In our Issue 19.1, we feature Katie Berta’s poem “[To be a child again.]” As part of our blog series From Our Contributors, she explains the background behind that poem, including how two photographs became key to her interaction with her memories as she thought about this post.

You can listen to Katie read the poem here as well:

Katie Berta: “[To be a child again.],” which appears in The Cincinnati Review Issue 19.1, is a part of my manuscript-in-progress, which I’m currently calling collective. The project is a verse novel told by a woman who’s been absorbed into a cult or a commune. Most of the poems in this manuscript are fictionalized—I’ve never been a part of a cult—but some details are drawn from life.

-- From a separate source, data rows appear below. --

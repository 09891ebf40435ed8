//! Demonstration devices for running without real strips.

use std::sync::Arc;
use std::time::Duration;
use tokio::task::JoinHandle;
use tracing::{info, warn};

use crate::bridge::{BridgeController, BridgeError};
use crate::device::Rgb;

const RED: Rgb = Rgb::new(255, 0, 0);
const GREEN: Rgb = Rgb::new(0, 255, 0);
const BLUE: Rgb = Rgb::new(0, 0, 255);

/// Registers `test1`, `test2` and `test3`, all offline.
pub async fn seed_demo_devices(bridge: &BridgeController) -> Result<(), BridgeError> {
    bridge.add_device("test1", 6).await?;

    bridge.add_device("test2", 2).await?;
    bridge.update_light("test2", 0, RED).await?;
    bridge.update_light("test2", 1, GREEN).await?;

    bridge.add_device("test3", 12).await?;
    for (index, color) in [RED, GREEN, BLUE].into_iter().cycle().take(12).enumerate() {
        bridge.update_light("test3", index, color).await?;
    }

    info!("Seeded demo devices test1, test2, test3");
    Ok(())
}

/// When each seeded device comes online after startup.
pub const DEMO_PRESENCE: [(&str, Duration); 2] = [
    ("test3", Duration::from_secs(4)),
    ("test2", Duration::from_secs(15)),
];

/// Brings `test3` online after 4 s and `test2` after 15 s.
pub fn schedule_demo_presence(bridge: &Arc<BridgeController>) -> Vec<JoinHandle<()>> {
    schedule_presence(bridge, &DEMO_PRESENCE)
}

fn schedule_presence(
    bridge: &Arc<BridgeController>,
    schedule: &[(&'static str, Duration)],
) -> Vec<JoinHandle<()>> {
    schedule
        .iter()
        .map(|&(id, delay)| {
            let bridge = Arc::clone(bridge);
            tokio::spawn(async move {
                tokio::time::sleep(delay).await;
                match bridge.set_device_online(id, true).await {
                    Ok(_) => info!("Demo device {} is now online", id),
                    Err(e) => warn!("Demo device {} could not go online: {}", id, e),
                }
            })
        })
        .collect()
}
use color_eyre::{eyre::eyre, Result};
use serde::{Deserialize, Serialize};
use std::path::{Path, PathBuf};
use tracing::{debug, info, warn};

use crate::bridge::{AnimationSettings, BridgeSettings, ProbeSettings};
use crate::mqtt::MqttConfig;

const CONFIG_DIR: &str = ".config/lightstrip-controller";
const CONFIG_FILE: &str = "config.toml";

/// Everything the binary reads at startup. Missing keys take their defaults.
#[derive(Deserialize, Serialize, Clone, Debug, PartialEq, Eq)]
#[serde(default)]
pub struct AppConfig {
    pub mqtt: MqttConfig,
    pub seed_demo_devices: bool,
    pub enable_performance_probe: bool,
    pub probe: ProbeSettings,
    pub animation: AnimationSettings,
}

impl Default for AppConfig {
    fn default() -> Self {
        Self {
            mqtt: MqttConfig::default(),
            seed_demo_devices: true,
            enable_performance_probe: true,
            probe: ProbeSettings::default(),
            animation: AnimationSettings::default(),
        }
    }
}

impl AppConfig {
    /// `~/.config/lightstrip-controller/config.toml`
    pub fn default_path() -> PathBuf {
        let mut path = get_home_dir();
        path.push(CONFIG_DIR);
        path.push(CONFIG_FILE);
        path
    }

    /// Loads the config from its default location, writing defaults first if
    /// the file does not exist yet.
    pub async fn load_or_create() -> Result<Self> {
        Self::load_or_create_at(&Self::default_path()).await
    }

    pub async fn load_or_create_at(path: &Path) -> Result<Self> {
        let exists = tokio::fs::try_exists(path)
            .await
            .map_err(|e| eyre!("Failed to check if config file exists: {}", e))?;

        if exists {
            Self::load_from(path).await
        } else {
            info!("No config at {}, writing defaults", path.display());
            let config = Self::default();
            config.save_to(path).await?;
            Ok(config)
        }
    }

    pub async fn load_from(path: &Path) -> Result<Self> {
        let content = tokio::fs::read_to_string(path)
            .await
            .map_err(|e| eyre!("Failed to read config file: {}", e))?;
        let config: Self =
            toml::from_str(&content).map_err(|e| eyre!("Failed to parse config file: {}", e))?;
        debug!("Loaded config from {}: {:?}", path.display(), config);
        Ok(config)
    }

    pub async fn save_to(&self, path: &Path) -> Result<()> {
        if let Some(dir) = path.parent() {
            tokio::fs::create_dir_all(dir)
                .await
                .map_err(|e| eyre!("Failed to create config directory: {}", e))?;
        }

        let content = toml::to_string_pretty(self)
            .map_err(|e| eyre!("Failed to serialize config: {}", e))?;
        tokio::fs::write(path, content)
            .await
            .map_err(|e| eyre!("Failed to write config file: {}", e))?;
        Ok(())
    }

    pub fn bridge_settings(&self) -> BridgeSettings {
        BridgeSettings {
            connect_timeout: self.mqtt.connect_timeout(),
            probe_enabled: self.enable_performance_probe,
            probe: self.probe.clone(),
            animation: self.animation.clone(),
            ..BridgeSettings::default()
        }
    }
}

fn get_home_dir() -> PathBuf {
    dirs::home_dir().unwrap_or_else(|| {
        warn!("Could not determine home directory, using current directory");
        PathBuf::from(".")
    })
}
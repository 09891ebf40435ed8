//! Collection of known devices in discovery order.

use tracing::{info, warn};

use super::strip::Device;

#[derive(Debug, Clone, thiserror::Error, PartialEq, Eq)]
pub enum RegistryError {
    #[error("Device already registered: {0}")]
    DuplicateDevice(String),

    #[error("Unknown device: {0}")]
    UnknownDevice(String),
}

/// Owns every [`Device`] the bridge has seen or been seeded with.
///
/// Devices are only ever appended. A device that goes offline stays here with
/// `online == false`.
#[derive(Debug, Default)]
pub struct DeviceRegistry {
    devices: Vec<Device>,
    selected: Option<String>,
}

impl DeviceRegistry {
    pub fn new() -> Self {
        Self::default()
    }

    /// Appends a device and makes it the selected one.
    ///
    /// A second device with an already registered id is rejected.
    pub fn add_device(&mut self, device: Device) -> Result<&mut Device, RegistryError> {
        if self.contains(device.id()) {
            warn!("Rejecting duplicate device {}", device.id());
            return Err(RegistryError::DuplicateDevice(device.id().to_string()));
        }

        self.selected = Some(device.id().to_string());
        self.devices.push(device);
        let index = self.devices.len() - 1;
        Ok(&mut self.devices[index])
    }

    pub fn contains(&self, id: &str) -> bool {
        self.devices.iter().any(|d| d.id() == id)
    }

    pub fn find_by_id(&self, id: &str) -> Option<&Device> {
        self.devices.iter().find(|d| d.id() == id)
    }

    pub fn find_by_id_mut(&mut self, id: &str) -> Option<&mut Device> {
        self.devices.iter_mut().find(|d| d.id() == id)
    }

    /// Devices currently online, in discovery order.
    pub fn online_devices(&self) -> impl Iterator<Item = &Device> + '_ {
        self.devices.iter().filter(|d| d.online())
    }

    pub fn iter(&self) -> impl Iterator<Item = &Device> + '_ {
        self.devices.iter()
    }

    pub fn len(&self) -> usize {
        self.devices.len()
    }

    pub fn is_empty(&self) -> bool {
        self.devices.is_empty()
    }

    pub fn selected(&self) -> Option<&str> {
        self.selected.as_deref()
    }

    pub fn select(&mut self, id: &str) -> Result<(), RegistryError> {
        if !self.contains(id) {
            return Err(RegistryError::UnknownDevice(id.to_string()));
        }
        self.selected = Some(id.to_string());
        Ok(())
    }

    /// Takes every device offline. Returns how many were online before.
    pub fn mark_all_offline(&mut self) -> usize {
        self.devices
            .iter_mut()
            .map(|d| d.set_online(false))
            .filter(|changed| *changed)
            .count()
    }

    pub fn list_devices(&self) {
        for device in &self.devices {
            info!(
                "Device ID: {}, Online: {}, Lights: {:?}",
                device.id(),
                device.online(),
                device.snapshot().light_labels()
            );
        }
    }
}

#[cfg(test)]
mod tests {
    use super::*;

    #[test]
    fn test_add_device_selects_it() {
        let mut registry = DeviceRegistry::new();
        registry.add_device(Device::new("a", 1)).unwrap();
        registry.add_device(Device::new("b", 2)).unwrap();

        assert_eq!(registry.len(), 2);
        assert_eq!(registry.selected(), Some("b"));
        let ids: Vec<_> = registry.iter().map(|d| d.id().to_string()).collect();
        assert_eq!(ids, vec!["a", "b"]);
    }

    #[test]
    fn test_duplicate_id_is_rejected() {
        let mut registry = DeviceRegistry::new();
        registry.add_device(Device::new("a", 1)).unwrap();

        let err = registry.add_device(Device::new("a", 5)).unwrap_err();
        assert_eq!(err, RegistryError::DuplicateDevice("a".to_string()));
        assert_eq!(registry.len(), 1);
        assert_eq!(registry.find_by_id("a").unwrap().led_count(), 1);
    }

    #[test]
    fn test_find_by_id() {
        let mut registry = DeviceRegistry::new();
        registry.add_device(Device::new("a", 3)).unwrap();

        assert_eq!(registry.find_by_id("a").map(Device::led_count), Some(3));
        assert!(registry.find_by_id("missing").is_none());
    }

    #[test]
    fn test_online_devices_is_restartable() {
        let mut registry = DeviceRegistry::new();
        registry.add_device(Device::new("a", 1)).unwrap();
        registry.add_device(Device::new("b", 1)).unwrap().set_online(true);
        registry.add_device(Device::new("c", 1)).unwrap().set_online(true);

        let first: Vec<_> = registry.online_devices().map(Device::id).collect();
        let second: Vec<_> = registry.online_devices().map(Device::id).collect();
        assert_eq!(first, vec!["b", "c"]);
        assert_eq!(first, second);
    }

    #[test]
    fn test_select_unknown_device_fails() {
        let mut registry = DeviceRegistry::new();
        registry.add_device(Device::new("a", 1)).unwrap();
        registry.add_device(Device::new("b", 1)).unwrap();

        registry.select("a").unwrap();
        assert_eq!(registry.selected(), Some("a"));
        assert!(registry.select("zzz").is_err());
        assert_eq!(registry.selected(), Some("a"));
    }

    #[test]
    fn test_mark_all_offline_counts_changes() {
        let mut registry = DeviceRegistry::new();
        registry.add_device(Device::new("a", 1)).unwrap().set_online(true);
        registry.add_device(Device::new("b", 1)).unwrap();
        registry.add_device(Device::new("c", 1)).unwrap().set_online(true);

        assert_eq!(registry.mark_all_offline(), 2);
        assert_eq!(registry.online_devices().count(), 0);
        assert_eq!(registry.mark_all_offline(), 0);
    }
}
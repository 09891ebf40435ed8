//! Desktop-side controller for networked LED strips.
//!
//! Strips report their state on `lightstrips/<id>/sts`, announce presence on
//! `lightstrips/<id>/last-will` and take color commands on `lightstrips/<id>/cmd`.
//! [`bridge::BridgeController`] keeps a [`device::DeviceRegistry`] in sync with
//! that traffic and offers the command API a user interface drives.

pub mod bridge;
pub mod config;
pub mod demo;
pub mod device;
pub mod mqtt;
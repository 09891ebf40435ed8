//! State of a single LED strip.

use serde::Serialize;
use std::fmt;
use tracing::{debug, warn};

use super::color::Rgb;

/// Callback slot invoked with the new status whenever `online` actually changes.
pub type OnlineChangeEvent = Box<dyn Fn(bool) + Send + Sync>;

/// One physical strip as seen through the bus.
///
/// `lights` always holds exactly `led_count` entries. A `None` entry is a light
/// that has never been set since the last resize, which keeps it distinct from
/// every real color including off.
pub struct Device {
    id: String,
    led_count: usize,
    lights: Vec<Option<Rgb>>,
    online: bool,
    retain_on_publish: bool,
    online_change_event: Option<OnlineChangeEvent>,
}

impl Device {
    pub fn new(id: impl Into<String>, led_count: usize) -> Self {
        Self {
            id: id.into(),
            led_count,
            lights: vec![None; led_count],
            online: false,
            retain_on_publish: true,
            online_change_event: None,
        }
    }

    pub fn id(&self) -> &str {
        &self.id
    }

    pub fn led_count(&self) -> usize {
        self.led_count
    }

    pub fn lights(&self) -> &[Option<Rgb>] {
        &self.lights
    }

    pub fn light(&self, index: usize) -> Option<Rgb> {
        self.lights.get(index).copied().flatten()
    }

    pub fn online(&self) -> bool {
        self.online
    }

    pub fn online_label(&self) -> &'static str {
        if self.online {
            "online"
        } else {
            "offline"
        }
    }

    pub fn retain_on_publish(&self) -> bool {
        self.retain_on_publish
    }

    pub fn set_retain_on_publish(&mut self, retain: bool) {
        self.retain_on_publish = retain;
    }

    /// Resizes the strip. Any change discards the existing colors.
    ///
    /// Returns `true` if the count changed.
    pub fn set_led_count(&mut self, count: usize) -> bool {
        if self.led_count == count {
            return false;
        }
        debug!(
            "Device {} LED count changed from {} to {}",
            self.id, self.led_count, count
        );
        self.led_count = count;
        self.lights = vec![None; count];
        true
    }

    /// Writes one light. Out-of-range indices are logged and ignored.
    pub fn update_light(&mut self, index: usize, color: Rgb) -> bool {
        match self.lights.get_mut(index) {
            Some(slot) => {
                *slot = Some(color);
                true
            }
            None => {
                warn!(
                    "Index {} out of range for device {} with {} lights",
                    index, self.id, self.led_count
                );
                false
            }
        }
    }

    /// Sets every light to the same color.
    pub fn fill(&mut self, color: Rgb) {
        self.lights.iter_mut().for_each(|slot| *slot = Some(color));
    }

    /// Returns `true` if the status changed (and the callback, if any, ran).
    pub fn set_online(&mut self, status: bool) -> bool {
        if self.online == status {
            return false;
        }
        self.online = status;
        if let Some(event) = &self.online_change_event {
            event(status);
        }
        true
    }

    pub fn set_online_change_event(&mut self, event: OnlineChangeEvent) {
        self.online_change_event = Some(event);
    }

    pub fn snapshot(&self) -> DeviceSnapshot {
        DeviceSnapshot {
            id: self.id.clone(),
            online: self.online,
            led_count: self.led_count,
            lights: self.lights.clone(),
            retain_on_publish: self.retain_on_publish,
        }
    }
}

impl fmt::Debug for Device {
    fn fmt(&self, f: &mut fmt::Formatter<'_>) -> fmt::Result {
        f.debug_struct("Device")
            .field("id", &self.id)
            .field("led_count", &self.led_count)
            .field("lights", &self.lights)
            .field("online", &self.online)
            .field("retain_on_publish", &self.retain_on_publish)
            .field("online_change_event", &self.online_change_event.is_some())
            .finish()
    }
}

/// Detached copy of a device's observable fields.
#[derive(Debug, Clone, PartialEq, Eq, Serialize)]
pub struct DeviceSnapshot {
    pub id: String,
    pub online: bool,
    pub led_count: usize,
    pub lights: Vec<Option<Rgb>>,
    pub retain_on_publish: bool,
}

impl DeviceSnapshot {
    /// Lights as `#rrggbb` text, with unset lights rendered as their index.
    pub fn light_labels(&self) -> Vec<String> {
        self.lights
            .iter()
            .enumerate()
            .map(|(i, light)| match light {
                Some(color) => color.to_string(),
                None => i.to_string(),
            })
            .collect()
    }
}

#[cfg(test)]
mod tests {
    use super::*;
    use std::sync::atomic::{AtomicUsize, Ordering};
    use std::sync::Arc;

    const RED: Rgb = Rgb::new(255, 0, 0);

    #[test]
    fn test_new_device_defaults() {
        let device = Device::new("strip", 3);
        assert_eq!(device.led_count(), 3);
        assert_eq!(device.lights(), &[None, None, None]);
        assert!(!device.online());
        assert!(device.retain_on_publish());
        assert_eq!(device.online_label(), "offline");
    }

    #[test]
    fn test_set_same_led_count_keeps_lights() {
        let mut device = Device::new("strip", 4);
        device.set_led_count(4);
        device.update_light(2, RED);

        assert!(!device.set_led_count(4));
        assert_eq!(device.light(2), Some(RED));
        assert_eq!(device.lights().len(), 4);
    }

    #[test]
    fn test_resize_discards_colors() {
        let mut device = Device::new("strip", 2);
        device.fill(RED);

        assert!(device.set_led_count(5));
        assert_eq!(device.led_count(), 5);
        assert_eq!(device.lights().len(), 5);
        assert!(device.lights().iter().all(Option::is_none));

        assert!(device.set_led_count(1));
        assert_eq!(device.lights(), &[None]);
    }

    #[test]
    fn test_update_light_out_of_range_is_ignored() {
        let mut device = Device::new("strip", 2);
        device.update_light(0, RED);

        assert!(!device.update_light(2, Rgb::new(1, 2, 3)));
        assert!(!device.update_light(usize::MAX, Rgb::new(1, 2, 3)));
        assert_eq!(device.lights(), &[Some(RED), None]);
    }

    #[test]
    fn test_online_callback_fires_only_on_change() {
        let calls = Arc::new(AtomicUsize::new(0));
        let seen = calls.clone();

        let mut device = Device::new("strip", 1);
        device.set_online_change_event(Box::new(move |_| {
            seen.fetch_add(1, Ordering::SeqCst);
        }));

        assert!(device.set_online(true));
        assert!(!device.set_online(true));
        assert_eq!(calls.load(Ordering::SeqCst), 1);
        assert_eq!(device.online_label(), "online");

        assert!(device.set_online(false));
        assert_eq!(calls.load(Ordering::SeqCst), 2);
    }

    #[test]
    fn test_callback_slot_is_replaced() {
        let first = Arc::new(AtomicUsize::new(0));
        let second = Arc::new(AtomicUsize::new(0));

        let mut device = Device::new("strip", 1);
        let f = first.clone();
        device.set_online_change_event(Box::new(move |_| {
            f.fetch_add(1, Ordering::SeqCst);
        }));
        let s = second.clone();
        device.set_online_change_event(Box::new(move |_| {
            s.fetch_add(1, Ordering::SeqCst);
        }));

        device.set_online(true);
        assert_eq!(first.load(Ordering::SeqCst), 0);
        assert_eq!(second.load(Ordering::SeqCst), 1);
    }

    #[test]
    fn test_snapshot_labels_unset_lights_by_index() {
        let mut device = Device::new("strip", 3);
        device.update_light(1, RED);

        let snapshot = device.snapshot();
        assert_eq!(snapshot.light_labels(), vec!["0", "#ff0000", "2"]);
    }
}
use chrono::{DateTime, Local};

/// Lifecycle of the broker connection.
///
/// ```text
/// Disconnected ──► Connecting ──► Connected ──► Disconnected
///                      │                             ▲
///                      └──────── (failure) ──────────┘
/// ```
#[derive(Clone, Copy, Default, Debug, PartialEq, Eq)]
pub enum ConnectionState {
    #[default]
    Disconnected,
    Connecting,
    Connected,
}

/// Change notifications for the presentation layer.
#[derive(Debug, Clone, PartialEq, Eq)]
pub enum BridgeEvent {
    DeviceAdded { device_id: String },
    OnlineChanged { device_id: String, online: bool },
    LedCountChanged { device_id: String, led_count: usize },
    LightsChanged { device_id: String },
    ConnectionChanged(ConnectionState),
    /// Human-readable connection status line
    Status(String),
}

impl BridgeEvent {
    pub fn device_id(&self) -> Option<&str> {
        match self {
            BridgeEvent::DeviceAdded { device_id }
            | BridgeEvent::OnlineChanged { device_id, .. }
            | BridgeEvent::LedCountChanged { device_id, .. }
            | BridgeEvent::LightsChanged { device_id } => Some(device_id),
            BridgeEvent::ConnectionChanged(_) | BridgeEvent::Status(_) => None,
        }
    }
}

/// Traffic counters and the last status line.
#[derive(Clone, Debug, Default)]
pub struct MQTTStatus {
    pub connection_state: ConnectionState,
    pub status_line: String,
    pub messages_received: usize,
    pub messages_sent: usize,
    pub last_activity: Option<DateTime<Local>>,
}

#[cfg(test)]
mod tests {
    use super::*;

    #[test]
    fn test_event_device_id() {
        let event = BridgeEvent::LedCountChanged {
            device_id: "devA".to_string(),
            led_count: 3,
        };
        assert_eq!(event.device_id(), Some("devA"));
        assert_eq!(
            BridgeEvent::ConnectionChanged(ConnectionState::Connected).device_id(),
            None
        );
        assert_eq!(ConnectionState::default(), ConnectionState::Disconnected);
    }
}
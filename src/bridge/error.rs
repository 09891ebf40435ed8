use thiserror::Error;

use crate::device::RegistryError;
use crate::mqtt::{CodecError, TransportError};

/// Errors returned by the bridge command API.
#[derive(Debug, Clone, Error, PartialEq, Eq)]
pub enum BridgeError {
    #[error("Unknown device: {0}")]
    UnknownDevice(String),

    /// Broker settings may only change while disconnected
    #[error("Broker settings can only be changed while disconnected")]
    SettingsLocked,

    #[error(transparent)]
    Registry(#[from] RegistryError),

    #[error(transparent)]
    Transport(#[from] TransportError),

    #[error(transparent)]
    Codec(#[from] CodecError),
}

/// Outcome of a failed `connect`. The `Display` text is the status line shown
/// to the user.
#[derive(Debug, Clone, Error, PartialEq, Eq)]
pub enum ConnectError {
    #[error("MQTT connection refused")]
    Refused,

    #[error("MQTT connection timed out")]
    Timeout,

    #[error("MQTT connection error: {0}")]
    Other(String),

    #[error("Already connected to MQTT broker")]
    AlreadyConnected,
}

impl From<TransportError> for ConnectError {
    fn from(error: TransportError) -> Self {
        match error {
            TransportError::Refused(_) => ConnectError::Refused,
            TransportError::Timeout => ConnectError::Timeout,
            other => ConnectError::Other(other.to_string()),
        }
    }
}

In this poem, the mother who appears is not my mother, but the gravestones in the garage were real. The family who’d lived in our Ohio house before us had two little boys who were about the same ages as my sister and I, and they’d created gravestones out of two-by-twelves, one with the name of each member of their family. They’d left them in the garage when they’d moved away.

In school, I took the place of the older brother, Seth. He handed over his desk and shook my hand, very sweet and friendly, when I visited Mrs. Douglas’s second-grade classroom at Gordon Dewitt Elementary. At home, I moved into his room, its ’90s wallpaper border a circus theme, marginally more mature than the babyish blue koalas that were in my sister’s room. We even looked alike in some ways—he and I were fair skinned and blond while my sister was dark haired and olive skinned, like my dad had been as a kid—and also Seth’s brother.

Years later, Seth, my analog, was killed at their new house when the horse their family owned bolted for the barn. He was thrown off and crushed under its hooves. Our neighbors, who’d been down to visit them since they’d left, let us know. They’d gone to his funeral and had left stones on his grave, a Jewish tradition. I was ten and taking riding lessons at the time—but my mom had me pulled right out.

My parents moved to Indianapolis around the time I left for college, so I haven’t been back to the house I grew up in since I was a kid. When I visit them to find pictures of it, my dad asks, “Were you freaked out by that,” by the weird ways I was inserted into Seth’s life? He admits he was bothered but didn’t want to ask me then, lest he freak me out too.

My parents don’t quite get it—they say, “We took pictures when we were in Akron for the Beacon Journal reunion.” They could just send those? No, no—I want prints from that time.

A photo of a magnolia tree in bloom in the front yard of a house. Three people, an adult and two children, stand in front of the stairs to the porch, waving.
Photo by Lisa McVey-Berta

This is my grandma, my sister (in the pink), and me (with the grimy knees) in front of that house. The magnolia tree in the front yard was perfect for climbing, with its low horizontal branches.

The back of a house with a Tudor style roof, brick facade, and windows on the left, on both stories of the house. A tree without leaves, a children's small basketball hoop, and a brick well are also behind the house.
Photo by Lisa McVey-Berta

And this is the back of the house, where we played. That wishing well is actually a grill. And that pile of bricks against the wall just to the left of the tree trunk was full of gigantic wolf spiders.

I like the tactile, thing-y quality of these photos (notice how they’ve faded and the dust visible in their shadowiest parts) because that is the quality of my childhood. I guess we do blast off into space in adulthood—the baby-insight in this poem—and never return to full thinginess. When I think of that, of the way I was and the things I’d do (becoming totally absorbed in the dust particles floating in a beam of light in our living room, brushing my hand through the leaves of any plant I met on my walk to school), I could cry. Half the creatures that appear in these photos have died, including my grandmother and my grandparents’ German shepherd on the front porch. Someone else—a stranger—lives in this house now, and I have no reason to return, though it is my most potent home. Childhood, in other words, is bitter nostalgia. The remnants of these experiences do more than linger—they are material, animal in their life.

Katie Berta is the managing editor of the Iowa Review. Her poems have appeared or are forthcoming in Kenyon Review Online, Prairie Schooner, Yale Review, Massachusetts Review, and Black Warrior Review, among other magazines. You can find her book reviews in APR, Harvard Review, Ploughshares, and elsewhere.